Chesters Franchise · 2025 FDDAnswer from 2025 FDD Document
In this Agreement, the term "Competitive Business" means any (a) business preparing and selling to customers breaded chicken products or the other types of products (e.g., "sides" such as potato wedges) that we require the Restaurant to prepare and sell as of the Effective Date, including, but not limited to, such businesses as Charley Biggs, Champs Chicken, Krispy Krunchy Chicken, Cooper's Express, Broaster Chicken, and Chicken King, (b) business that includes a "Restaurant-in-Store" unit where the Restaurant-in-Store unit derives more than twenty-percent (20%) of its revenue from selling chicken, or (c) business granting franchises or licenses to others to operate the types of businesses described in clauses (a) or (b), other than a CHESTER'S Restaurant operated under an agreement with us.
During this Agreement's term, you agree that neither you nor your owners will have any direct or indirect, controlling or non-controlling interest as an owner in, or perform services as a director, officer, manager, employee, consultant, representative, or agent for, a Competitive Business at the Location or within a five (5)-mile radius from the Location.
Source: Item 23 — **RECEIPTS (FDD pages 48–197)
What This Means (2025 FDD)
According to Chesters's 2025 Franchise Disclosure Document, Charley Biggs is explicitly considered a 'Competitive Business.' The agreement defines a 'Competitive Business' as any business that prepares and sells breaded chicken products or similar side items that Chesters requires its restaurants to sell.
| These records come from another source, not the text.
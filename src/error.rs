//! Error types for the lobby service
//!
//! Every business-rule violation is expressed as a typed `LobbyError` value
//! and resolved inside the state machine; errors never cross the API boundary
//! as panics. Display strings double as the `{error: ...}` response bodies,
//! so they are part of the wire contract.

/// Result type alias for convenience
pub type Result<T> = std::result::Result<T, LobbyError>;

/// Error taxonomy for lobby operations
#[derive(Debug, Clone, thiserror::Error)]
pub enum LobbyError {
    /// Malformed or missing request fields
    #[error("{reason}")]
    InvalidArgument { reason: String },

    /// The addressed lobby does not exist
    #[error("Lobby not found")]
    LobbyNotFound { lobby_id: String },

    /// The addressed player is not part of the lobby roster
    #[error("Player not found in lobby")]
    PlayerNotFound { user_id: String },

    /// A leave request named a user that never joined
    #[error("User not in lobby")]
    NotMember { user_id: String },

    /// A join request named a user already on the roster
    #[error("User already in lobby")]
    AlreadyMember { user_id: String },

    /// The lobby is at capacity
    #[error("Lobby is full")]
    LobbyFull { lobby_id: String },

    /// The lobby is not accepting joins in its current status
    #[error("Lobby is not open for joining")]
    NotOpen { lobby_id: String },

    /// A lobby with this identifier already exists in the store
    #[error("Lobby already exists")]
    AlreadyExists { lobby_id: String },

    /// Conditional-write retries were exhausted under concurrent updates
    #[error("Lobby is being updated concurrently, retry later")]
    Contention { lobby_id: String },

    /// The underlying store is unreachable or inconsistent
    #[error("Storage failure: {message}")]
    Storage { message: String },
}

impl LobbyError {
    /// Convenience constructor for missing/empty request fields
    pub fn missing_fields() -> Self {
        LobbyError::InvalidArgument {
            reason: "Missing required fields".to_string(),
        }
    }
}
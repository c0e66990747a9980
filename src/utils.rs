//! Utility functions for the lobby service

use chrono::{DateTime, Utc};
use uuid::Uuid;

/// Generate a new unique lobby ID
pub fn generate_lobby_id() -> String {
    Uuid::new_v4().to_string()
}

/// Get the current UTC timestamp
pub fn current_timestamp() -> DateTime<Utc> {
    Utc::now()
}

/// Clamp a sanity value into the valid [0, 100] range
pub fn clamp_sanity(value: f64) -> f64 {
    value.clamp(0.0, 100.0)
}
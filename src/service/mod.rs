//! HTTP surface of the lobby service: router, handlers, and server lifecycle

pub mod app;
pub mod health;
pub mod routes;

pub use app::{ApiServer, AppState};
pub use routes::api_router;
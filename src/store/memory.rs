//! In-memory lobby store
//!
//! Snapshot storage behind a `RwLock`-guarded map. The lock is held only for
//! the duration of the map operation, never across an await point, so the
//! conditional write is atomic with respect to other writers on the same key.

use crate::error::{LobbyError, Result};
use crate::lobby::state::Lobby;
use crate::store::{CasOutcome, LobbyStore};
use crate::types::LobbyId;
use async_trait::async_trait;
use std::collections::HashMap;
use std::sync::RwLock;

/// In-memory lobby store implementation
#[derive(Debug, Default)]
pub struct InMemoryLobbyStore {
    lobbies: RwLock<HashMap<LobbyId, Lobby>>,
}

impl InMemoryLobbyStore {
    /// Create an empty store
    pub fn new() -> Self {
        Self::default()
    }
}

#[async_trait]
impl LobbyStore for InMemoryLobbyStore {
    async fn create(&self, lobby: Lobby) -> Result<()> {
        let mut lobbies = self.lobbies.write().map_err(|_| LobbyError::Storage {
            message: "Failed to acquire lobbies write lock".to_string(),
        })?;

        if lobbies.contains_key(&lobby.id) {
            return Err(LobbyError::AlreadyExists {
                lobby_id: lobby.id.clone(),
            });
        }

        lobbies.insert(lobby.id.clone(), lobby);
        Ok(())
    }

    async fn get(&self, lobby_id: &str) -> Result<Lobby> {
        let lobbies = self.lobbies.read().map_err(|_| LobbyError::Storage {
            message: "Failed to acquire lobbies read lock".to_string(),
        })?;

        lobbies
            .get(lobby_id)
            .cloned()
            .ok_or_else(|| LobbyError::LobbyNotFound {
                lobby_id: lobby_id.to_string(),
            })
    }

    async fn compare_and_swap(&self, expected_revision: u64, lobby: Lobby) -> Result<CasOutcome> {
        let mut lobbies = self.lobbies.write().map_err(|_| LobbyError::Storage {
            message: "Failed to acquire lobbies write lock".to_string(),
        })?;

        match lobbies.get_mut(&lobby.id) {
            None => Err(LobbyError::LobbyNotFound {
                lobby_id: lobby.id.clone(),
            }),
            Some(stored) if stored.revision == expected_revision => {
                *stored = lobby;
                Ok(CasOutcome::Committed)
            }
            Some(_) => Ok(CasOutcome::RevisionConflict),
        }
    }

    async fn count(&self) -> Result<usize> {
        let lobbies = self.lobbies.read().map_err(|_| LobbyError::Storage {
            message: "Failed to acquire lobbies read lock".to_string(),
        })?;

        Ok(lobbies.len())
    }
}

#[cfg(test)]
mod tests {
    use super::*;

    fn create_test_lobby() -> Lobby {
        Lobby::create("host", "map-1", "intermediate", 4).unwrap()
    }

    #[tokio::test]
    async fn test_create_and_get_roundtrip() {
        let store = InMemoryLobbyStore::new();
        let lobby = create_test_lobby();

        store.create(lobby.clone()).await.unwrap();
        let fetched = store.get(&lobby.id).await.unwrap();
        assert_eq!(fetched, lobby);
    }

    #[tokio::test]
    async fn test_create_rejects_duplicate_id() {
        let store = InMemoryLobbyStore::new();
        let lobby = create_test_lobby();

        store.create(lobby.clone()).await.unwrap();
        let err = store.create(lobby).await.unwrap_err();
        assert!(matches!(err, LobbyError::AlreadyExists { .. }));
    }

    #[tokio::test]
    async fn test_get_unknown_lobby() {
        let store = InMemoryLobbyStore::new();
        let err = store.get("missing").await.unwrap_err();
        assert!(matches!(err, LobbyError::LobbyNotFound { .. }));
    }

    #[tokio::test]
    async fn test_compare_and_swap_commits_on_matching_revision() {
        let store = InMemoryLobbyStore::new();
        let lobby = create_test_lobby();
        store.create(lobby.clone()).await.unwrap();

        let mut updated = lobby.clone();
        updated.join("u2").unwrap();

        let outcome = store
            .compare_and_swap(lobby.revision, updated.clone())
            .await
            .unwrap();
        assert_eq!(outcome, CasOutcome::Committed);
        assert_eq!(store.get(&lobby.id).await.unwrap(), updated);
    }

    #[tokio::test]
    async fn test_compare_and_swap_detects_stale_revision() {
        let store = InMemoryLobbyStore::new();
        let lobby = create_test_lobby();
        store.create(lobby.clone()).await.unwrap();

        let mut first = lobby.clone();
        first.join("u2").unwrap();
        let mut second = lobby.clone();
        second.join("u3").unwrap();

        let outcome = store.compare_and_swap(lobby.revision, first).await.unwrap();
        assert_eq!(outcome, CasOutcome::Committed);

        // Second writer read the original revision and must lose
        let outcome = store
            .compare_and_swap(lobby.revision, second)
            .await
            .unwrap();
        assert_eq!(outcome, CasOutcome::RevisionConflict);

        let stored = store.get(&lobby.id).await.unwrap();
        assert!(stored.player("u2").is_some());
        assert!(stored.player("u3").is_none());
    }

    #[tokio::test]
    async fn test_compare_and_swap_unknown_lobby() {
        let store = InMemoryLobbyStore::new();
        let lobby = create_test_lobby();

        let err = store.compare_and_swap(0, lobby).await.unwrap_err();
        assert!(matches!(err, LobbyError::LobbyNotFound { .. }));
    }

    #[tokio::test]
    async fn test_count_tracks_inserts() {
        let store = InMemoryLobbyStore::new();
        assert_eq!(store.count().await.unwrap(), 0);

        store.create(create_test_lobby()).await.unwrap();
        store.create(create_test_lobby()).await.unwrap();
        assert_eq!(store.count().await.unwrap(), 2);
    }
}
This definition includes businesses such as Charley Biggs, Champs Chicken, Krispy Krunchy Chicken, Cooper's Express, Broaster Chicken, and Chicken King.
This classification has significant implications for a prospective Chesters franchisee. During the term of the franchise agreement, franchisees and their owners are prohibited from having any direct or indirect interest in, or performing services for, a 'Competitive Business.' This restriction applies to ownership, directorship, management, employment, consultancy, or agency roles. The restriction is in place at the Chesters location and within a five-mile radius of that location.
Chesters imposes this restriction to protect its brand and market share. If a franchisee violates this restriction by operating or being involved with a 'Competitive Business,' Chesters can impose liquidated damages. The FDD states that for each violation of the restriction on operating a Competitive Business, the franchisee must pay Chesters $10,000 as liquidated damages. This payment is intended to cover the 'Brand Damages' that Chesters would suffer, including lost market penetration, customer confusion, and lost opportunity costs. Chesters considers these damages difficult to estimate accurately, justifying the fixed liquidated damages amount.
This clause is designed to prevent franchisees from diverting resources, knowledge, or customers to competing businesses, thereby safeguarding Chesters's investment and brand integrity. Prospective franchisees should carefully consider this restriction and ensure they do not have any conflicting interests or plans that could violate the competitive business clause.